Key Words: amyloplast • Arabidopsis thaliana • columella • endodermis • gravitropism • starch excess mutant • statolith

Gravity, a constant and ubiquitous force throughout evolutionary history, has a profound impact on the development and growth of plants. Thus, the nature of the cellular mechanisms of gravitropism is one of the most important and fundamental questions in plant biology. Numerous studies have shown that starch and the total mass of plastids are important in gravity perception (reviewed in Sack, 1997 ; Kiss, 2000 ). While these previous reports have focused on starch-deficient plants, in this paper we have expanded these studies to include the starch excess (sex1) mutant, which accumulates extra starch in many tissues including the leaves, petals, anthers, and root cap of Arabidopsis thaliana (Caspar et al., 1991 ).
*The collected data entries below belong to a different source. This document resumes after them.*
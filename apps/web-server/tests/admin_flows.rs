#[macro_use]
mod common;

use actix_web::http::StatusCode;
use actix_web::test::TestRequest;

use common::{Jar, body_string, location, register, register_admin, test_state};

#[actix_web::test]
async fn anonymous_admin_visit_redirects_to_login() {
    let state = test_state();
    let app = test_app!(state);
    let mut jar = Jar::default();

    let resp = send!(app, jar, TestRequest::get().uri("/admin/users/"));
    assert_eq!(resp.status(), StatusCode::FOUND);
    assert_eq!(location(&resp), "/login?next=/admin/users/");
}

#[actix_web::test]
async fn non_admin_is_forbidden() {
    let state = test_state();
    register(&state, "alice").await;
    let app = test_app!(state);
    let mut jar = Jar::default();
    log_in!(app, jar, "alice@example.com", false);

    let resp = send!(app, jar, TestRequest::get().uri("/admin/"));
    assert_eq!(resp.status(), StatusCode::FORBIDDEN);
    let resp = send!(app, jar, TestRequest::get().uri("/admin/posts/"));
    assert_eq!(resp.status(), StatusCode::FORBIDDEN);
}

#[actix_web::test]
async fn dashboard_and_user_list_for_admins() {
    let state = test_state();
    register_admin(&state, "root").await;
    register(&state, "alice").await;
    let app = test_app!(state);
    let mut jar = Jar::default();
    log_in!(app, jar, "root@example.com", false);

    let resp = send!(app, jar, TestRequest::get().uri("/admin/"));
    assert_eq!(resp.status(), StatusCode::OK);

    let resp = send!(app, jar, TestRequest::get().uri("/admin/users/?search=ali"));
    assert_eq!(resp.status(), StatusCode::OK);
    let html = body_string(resp).await;
    assert!(html.contains("alice@example.com"));
    assert!(!html.contains("root@example.com"));
    assert!(!html.contains("argon2"), "password hashes never reach the page");
}

#[actix_web::test]
async fn new_user_form_starts_without_admin_flag() {
    let state = test_state();
    register_admin(&state, "root").await;
    let app = test_app!(state);
    let mut jar = Jar::default();
    log_in!(app, jar, "root@example.com", false);

    let resp = send!(app, jar, TestRequest::get().uri("/admin/users/new"));
    let html = body_string(resp).await;
    assert!(html.contains(r#"name="admin""#));
    assert!(!html.contains("checked"));
}

#[actix_web::test]
async fn mismatched_confirmation_leaves_user_untouched() {
    let state = test_state();
    register_admin(&state, "root").await;
    let alice = register(&state, "alice").await;
    let app = test_app!(state);
    let mut jar = Jar::default();
    log_in!(app, jar, "root@example.com", false);

    let edit_url = format!("/admin/users/edit/{}", alice.id);
    let token = csrf_for!(app, jar, &edit_url);
    let resp = send!(
        app,
        jar,
        TestRequest::post().uri(&edit_url).set_form([
            ("username", "renamed"),
            ("email", "alice@example.com"),
            ("about_me", ""),
            ("admin", "y"),
            ("new_password", "brandnew1"),
            ("confirm", "different1"),
            ("csrf_token", token.as_str()),
        ])
    );
    assert_eq!(resp.status(), StatusCode::OK);
    assert!(body_string(resp).await.contains("Passwords must match"));

    let stored = state.users.find_by_id(alice.id).await.unwrap().unwrap();
    assert_eq!(stored.password_hash, alice.password_hash);
    assert_eq!(stored.username, "alice");
    assert!(!stored.admin);
}

#[actix_web::test]
async fn matching_new_password_is_rehashed() {
    let state = test_state();
    register_admin(&state, "root").await;
    let alice = register(&state, "alice").await;
    let app = test_app!(state);
    let mut jar = Jar::default();
    log_in!(app, jar, "root@example.com", false);

    let edit_url = format!("/admin/users/edit/{}", alice.id);
    let token = csrf_for!(app, jar, &edit_url);
    let resp = send!(
        app,
        jar,
        TestRequest::post().uri(&edit_url).set_form([
            ("username", "alice"),
            ("email", "alice@example.com"),
            ("new_password", "brandnew1"),
            ("confirm", "brandnew1"),
            ("csrf_token", token.as_str()),
        ])
    );
    assert_eq!(location(&resp), "/admin/users/");

    let stored = state.users.find_by_id(alice.id).await.unwrap().unwrap();
    assert_ne!(stored.password_hash, alice.password_hash);
}

#[actix_web::test]
async fn admin_cannot_delete_themselves() {
    let state = test_state();
    let root = register_admin(&state, "root").await;
    let app = test_app!(state);
    let mut jar = Jar::default();
    log_in!(app, jar, "root@example.com", false);

    let token = csrf_for!(app, jar, "/admin/users/");
    let resp = send!(
        app,
        jar,
        TestRequest::post()
            .uri(&format!("/admin/users/delete/{}", root.id))
            .set_form([("csrf_token", token.as_str())])
    );
    assert_eq!(location(&resp), "/admin/users/");
    assert!(state.users.find_by_id(root.id).await.unwrap().is_some());
}

#[actix_web::test]
async fn deleting_a_user_removes_their_posts() {
    let state = test_state();
    register_admin(&state, "root").await;
    let alice = register(&state, "alice").await;
    state
        .post_service()
        .create(&alice, quill_core::services::PostDraft::new("Bye", "soon gone"))
        .await
        .unwrap();
    let app = test_app!(state);
    let mut jar = Jar::default();
    log_in!(app, jar, "root@example.com", false);

    let token = csrf_for!(app, jar, "/admin/users/");
    let resp = send!(
        app,
        jar,
        TestRequest::post()
            .uri(&format!("/admin/users/delete/{}", alice.id))
            .set_form([("csrf_token", token.as_str())])
    );
    assert_eq!(location(&resp), "/admin/users/");
    assert!(state.users.find_by_id(alice.id).await.unwrap().is_none());
    assert_eq!(state.posts.count().await.unwrap(), 0);
}

#[actix_web::test]
async fn admin_files_post_under_another_author() {
    let state = test_state();
    register_admin(&state, "root").await;
    let alice = register(&state, "alice").await;
    let app = test_app!(state);
    let mut jar = Jar::default();
    log_in!(app, jar, "root@example.com", false);

    let token = csrf_for!(app, jar, "/admin/posts/new");
    let resp = send!(
        app,
        jar,
        TestRequest::post().uri("/admin/posts/new").set_form([
            ("title", "Guest post"),
            ("body", "Written for alice"),
            ("author_id", alice.id.to_string().as_str()),
            ("csrf_token", token.as_str()),
        ])
    );
    assert_eq!(location(&resp), "/admin/posts/");

    let resp = send!(
        app,
        jar,
        TestRequest::post().uri("/admin/posts/new").set_form([
            ("title", "Orphan"),
            ("body", "Nobody wrote this"),
            ("author_id", "not-a-user"),
            ("csrf_token", token.as_str()),
        ])
    );
    assert_eq!(resp.status(), StatusCode::OK);
    assert!(body_string(resp).await.contains("Not a valid choice"));

    let page = state.post_service().list(Some("Guest"), 1).await.unwrap();
    assert_eq!(page.items.len(), 1);
    assert_eq!(page.items[0].author.id, alice.id);
}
This phenotype is due to retardation of starch breakdown, resulting from a disrupted water glucan dikinase that is required for the phosphorylation and degradation of starch (Yu et al., 2001 ; Ritte et al., 2002 ; Sokolov et al., 2006 ).

Starchless and starch-deficient mutants have previously been used to study the role of starch in the regulation of photosynthesis (Hanson, 1992 ) and to identify enzymes involved in starch biosynthesis and carbon translocation (Caspar, 1994 ; Smith et al., 1997 ). The sex1 starch degradation mutant provides an opportunity to study tissue-specific regulation of starch biosynthesis and degradation. The sex1 mutation affects starch breakdown but not the synthesis (Caspar et al., 1991 ), which results in the starch-excess phenotype. In developing amyloplasts, where starch synthesis prevails and breakdown is negligible, WT and sex1 could be expected to have similar amounts of starch. However, when starch synthesis declines and/or starch degradation increases, sex1 plastids should contain more starch than the WT. Because the rates of synthesis and breakdown may be a function of cell position as well as environmental factors, the sex1 phenotype may vary depending on the tissue and light regime.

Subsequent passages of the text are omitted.